A western Sydney aged care home at the centre of a COVID-19 outbreak has suffered a 12th death, with the facility now running as a "pseudo" hospital as it attempts to manage infections.
The Anglicare-run Newmarch House reported an additional death on Wednesday after four were reported on Tuesday.
Anglicare chief executive Grant Millard earlier on Wednesday said the facility was anticipating more deaths.
About 80 residents are still living at the home near Penrith.
Twenty registered nurses, 25 carers, 11 cleaners and a GP are working daily at the nursing home where 34 residents and 22 staff members have tested positive to COVID-19.
"(It's) really running as a pseudo hospital at the moment," Mr Millard said.
Residents have been isolated since the outbreak on April 11, with Anglicare working to connect them with family members via mobile phones.
Employees are helping residents who cannot use mobile phones to connect.
But family members of Newmarch residents told reporters on Wednesday the lack of communication from Anglicare was disappointing.
Mary Watson says her mother is suffering more from the "mental anguish" of isolation after she was diagnosed on April 24.
"She told my son this morning she'd rather die because she's living in hell and if she's gone she won't be in hell any more," Ms Watson told reporters.
"I know this is uncharted territory and we're playing catch-up with this virus but we've been doing this for two-and-a-half weeks now."
Louise Payne said families such as hers wanted a direct line of communication with residents.
"It's like a nightmare we can't wake up from - you just can't help but feel that they're all going to be lost," she said.
NSW Premier Gladys Berejiklian acknowledged it was "distressing" that communication between relatives and residents and Anglicare was lax.
"We say to the operators of that aged care home, you need to lift your game in communicating to loved ones," Ms Berejiklian said.
"It's not acceptable to keep people in the dark. Just put yourself in the shoes of those people - it's horrific to be fearful about firstly, potentially losing a loved one but then not knowing what's going on and not being able to offer that care."
Anthony Bowe - a resident's son - said no one from the Berejiklian government had visited the facility since the isolation began almost 20 days ago.

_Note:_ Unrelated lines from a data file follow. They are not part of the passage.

//! Client-side handshake state machine.
//!
//! ```text
//! Connecting ──greeting sent──► AwaitingChallenge ──numeric R──► Authenticated
//!                                      │                              │
//!                                      └─ anything else: ignored      └─ decrypt & deliver
//! ```
//!
//! Like the host's machine this one is pure: it takes envelopes in and hands
//! back the envelope to send or the decrypted envelope to deliver.  The
//! network layer owns the socket and the timeout.

use rollcall_core::{Envelope, Identity, IdentityCipher};
use tracing::warn;

#[derive(Debug, Clone, Copy, PartialEq, Eq)]
pub enum ClientPhase {
    Connecting,
    AwaitingChallenge,
    Authenticated,
}

/// What the session must do with a received envelope.
#[derive(Debug, Clone, PartialEq)]
pub enum ClientAction {
    /// Send this envelope back to the host (the encrypted challenge echo).
    Respond(Envelope),
    /// Hand this envelope, payload already decrypted, to the application.
    Deliver(Envelope),
    /// Drop the envelope.
    Ignore(&'static str),
}

/// Handshake state for the client's single connection.
#[derive(Debug, Clone)]
pub struct ClientHandshake {
    identity: Identity,
    cipher: IdentityCipher,
    phase: ClientPhase,
}

impl ClientHandshake {
    pub fn new(identity: Identity) -> Self {
        let cipher = IdentityCipher::for_identity(&identity);
        Self {
            identity,
            cipher,
            phase: ClientPhase::Connecting,
        }
    }

    pub fn phase(&self) -> ClientPhase {
        self.phase
    }

    pub fn identity(&self) -> &Identity {
        &self.identity
    }

    pub fn is_authenticated(&self) -> bool {
        self.phase == ClientPhase::Authenticated
    }

    /// Builds the plaintext greeting and moves to `AwaitingChallenge`.
    pub fn greeting(&mut self, sender_address: impl Into<String>) -> Envelope {
        self.phase = ClientPhase::AwaitingChallenge;
        Envelope::greeting(sender_address, self.identity.clone())
    }

    /// Encrypts `text` under this participant's key, ready to send.
    pub fn seal(&self, text: &str, sender_address: impl Into<String>) -> Envelope {
        Envelope::new(
            self.cipher.encrypt(text),
            sender_address,
            Some(self.identity.clone()),
        )
    }

    /// Applies one envelope received from the host.
    pub fn on_envelope(&mut self, envelope: Envelope, sender_address: &str) -> ClientAction {
        match self.phase {
            ClientPhase::Connecting => ClientAction::Ignore("greeting not sent yet"),
            ClientPhase::AwaitingChallenge => {
                let challenge = envelope.payload().trim();
                if challenge.is_empty() || !challenge.bytes().all(|b| b.is_ascii_digit()) {
                    return ClientAction::Ignore("expected a numeric challenge");
                }
                let echo = self.seal(challenge, sender_address);
                self.phase = ClientPhase::Authenticated;
                ClientAction::Respond(echo)
            }
            ClientPhase::Authenticated => match self.cipher.decrypt(envelope.payload()) {
                Ok(text) => ClientAction::Deliver(envelope.with_payload(text)),
                Err(e) => {
                    warn!(identity = %self.identity, "dropping message that did not decrypt: {e}");
                    ClientAction::Ignore("payload did not decrypt")
                }
            },
        }
    }
}

// ── Tests ─────────────────────────────────────────────────────────────────────

#[cfg(test)]
mod tests {
    use super::*;
    use rollcall_core::crypto::{decrypt, encrypt};

    fn host_says(payload: &str) -> Envelope {
        Envelope::new(payload, "192.168.49.1", Some(Identity::from("A")))
    }

    #[test]
    fn test_greeting_moves_to_awaiting_challenge() {
        let mut hs = ClientHandshake::new(Identity::from("A"));
        let greeting = hs.greeting("10.0.0.2");
        assert!(greeting.is_greeting());
        assert_eq!(greeting.participant_id(), Some(&Identity::from("A")));
        assert_eq!(hs.phase(), ClientPhase::AwaitingChallenge);
    }

    #[test]
    fn test_numeric_challenge_is_echoed_encrypted() {
        // Arrange
        let a = Identity::from("A");
        let mut hs = ClientHandshake::new(a.clone());
        hs.greeting("10.0.0.2");

        // Act
        let action = hs.on_envelope(host_says("4821"), "10.0.0.2");

        // Assert
        let ClientAction::Respond(echo) = action else {
            panic!("expected an echo, got {action:?}");
        };
        assert_eq!(decrypt(echo.payload(), &a).unwrap(), "4821");
        assert_eq!(echo.sender_address(), "10.0.0.2");
        assert!(hs.is_authenticated());
    }

    #[test]
    fn test_non_numeric_message_while_awaiting_is_ignored() {
        let mut hs = ClientHandshake::new(Identity::from("A"));
        hs.greeting("10.0.0.2");

        let action = hs.on_envelope(host_says("welcome!"), "10.0.0.2");

        assert!(matches!(action, ClientAction::Ignore(_)));
        assert_eq!(hs.phase(), ClientPhase::AwaitingChallenge);
    }

    #[test]
    fn test_authenticated_messages_are_decrypted() {
        let a = Identity::from("A");
        let mut hs = ClientHandshake::new(a.clone());
        hs.greeting("10.0.0.2");
        hs.on_envelope(host_says("7"), "10.0.0.2");

        let action = hs.on_envelope(host_says(&encrypt("quiz at 10", &a)), "10.0.0.2");

        let ClientAction::Deliver(env) = action else {
            panic!("expected delivery, got {action:?}");
        };
        assert_eq!(env.payload(), "quiz at 10");
        assert_eq!(env.sender_address(), "192.168.49.1");
    }

    #[test]
    fn test_undecryptable_message_is_dropped() {
        let mut hs = ClientHandshake::new(Identity::from("A"));
        hs.greeting("10.0.0.2");
        hs.on_envelope(host_says("7"), "10.0.0.2");

        let action = hs.on_envelope(host_says("plain text"), "10.0.0.2");

        assert!(matches!(action, ClientAction::Ignore(_)));
        assert!(hs.is_authenticated());
    }

    #[test]
    fn test_envelope_before_greeting_is_ignored() {
        let mut hs = ClientHandshake::new(Identity::from("A"));
        assert!(matches!(
            hs.on_envelope(host_says("4821"), "10.0.0.2"),
            ClientAction::Ignore(_)
        ));
    }
}
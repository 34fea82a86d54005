//! The [`Envelope`]: the atomic unit exchanged over a connection channel.
//!
//! # Wire shape
//!
//! One envelope is one JSON object.  Field names follow the deployed
//! classroom app so that existing peers interoperate:
//!
//! ```json
//! {"message":"4821","senderIp":"192.168.49.1","studentId":"816032311","timestamp":1729240000000}
//! ```
//!
//! | JSON field  | Rust field        | Required |
//! |-------------|-------------------|----------|
//! | `message`   | `payload`         | yes      |
//! | `senderIp`  | `sender_address`  | yes      |
//! | `studentId` | `participant_id`  | no       |
//! | `timestamp` | `timestamp_ms`    | yes      |
//!
//! Unknown fields (older peers also send `deviceAddress`) are ignored.
//!
//! # Immutability
//!
//! Fields are private and only readable through accessors.  A reply is always
//! a new envelope; the builder-style `with_*` methods consume `self` and
//! return a fresh value rather than mutating one that may already be shared.

use std::time::{SystemTime, UNIX_EPOCH};

use serde::{Deserialize, Serialize};

use crate::domain::identity::Identity;

/// Greeting payload that opens the challenge–response handshake.
pub const HANDSHAKE_GREETING: &str = "I am here";

/// A single protocol message.
#[derive(Debug, Clone, PartialEq, Eq, Serialize, Deserialize)]
pub struct Envelope {
    #[serde(rename = "message")]
    payload: String,
    #[serde(rename = "senderIp")]
    sender_address: String,
    #[serde(
        rename = "studentId",
        default,
        skip_serializing_if = "Option::is_none"
    )]
    participant_id: Option<Identity>,
    #[serde(rename = "timestamp")]
    timestamp_ms: u64,
}

impl Envelope {
    /// Creates an envelope stamped with the current wall-clock time.
    pub fn new(
        payload: impl Into<String>,
        sender_address: impl Into<String>,
        participant_id: Option<Identity>,
    ) -> Self {
        Self::with_timestamp(payload, sender_address, participant_id, now_ms())
    }

    /// Creates an envelope with an explicit timestamp (ms since the epoch).
    pub fn with_timestamp(
        payload: impl Into<String>,
        sender_address: impl Into<String>,
        participant_id: Option<Identity>,
        timestamp_ms: u64,
    ) -> Self {
        Self {
            payload: payload.into(),
            sender_address: sender_address.into(),
            participant_id,
            timestamp_ms,
        }
    }

    /// Creates the plaintext greeting that opens a handshake.
    pub fn greeting(sender_address: impl Into<String>, identity: Identity) -> Self {
        Self::new(HANDSHAKE_GREETING, sender_address, Some(identity))
    }

    pub fn payload(&self) -> &str {
        &self.payload
    }

    pub fn sender_address(&self) -> &str {
        &self.sender_address
    }

    pub fn participant_id(&self) -> Option<&Identity> {
        self.participant_id.as_ref()
    }

    pub fn timestamp_ms(&self) -> u64 {
        self.timestamp_ms
    }

    /// Returns `true` if the payload is exactly the handshake greeting.
    pub fn is_greeting(&self) -> bool {
        self.payload == HANDSHAKE_GREETING
    }

    /// Returns a copy carrying a different sender address.
    ///
    /// Used by the host, which re-stamps every outgoing envelope with its own
    /// address for the connection it is sent on.
    #[must_use]
    pub fn with_sender_address(self, sender_address: impl Into<String>) -> Self {
        Self {
            sender_address: sender_address.into(),
            ..self
        }
    }

    /// Returns a copy carrying a different payload but the same sender,
    /// identity, and timestamp.
    #[must_use]
    pub fn with_payload(self, payload: impl Into<String>) -> Self {
        Self {
            payload: payload.into(),
            ..self
        }
    }
}

/// Milliseconds since the Unix epoch, or 0 if the clock is before 1970.
pub fn now_ms() -> u64 {
    SystemTime::now()
        .duration_since(UNIX_EPOCH)
        .map(|d| d.as_millis() as u64)
        .unwrap_or(0)
}

// ── Tests ─────────────────────────────────────────────────────────────────────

"I say to the premier, as much as we respect that she is passing on her love and prayers, we don't need that, we need her presence, we need her here to sort out some issues and to do it quickly," he told reporters.
NSW Labor leader Jodi McKay said families needed more support from Anglicare too.
"We keep on hearing from the premier that we have ICU capacity, that we have ventilators. Why aren't these facilities being offered to residents?" she said.
Earlier on Wednesday, the state's chief health officer said any patient could be transported to hospital but their wishes had to be taken into account.
"The death rate in elderly as a consequence of COVID-19 is extremely high," Dr Kerry Chant said.
"So generally our approach is that we would have a discussion with the individual and their family. People may want to stay at home and be supported.
Infectious disease clinicians are assessing the situation at the facility daily, while staff who helped manage a coronavirus outbreak at Dorothy Henderson Lodge aged care home in Macquarie Park have also been called in to help.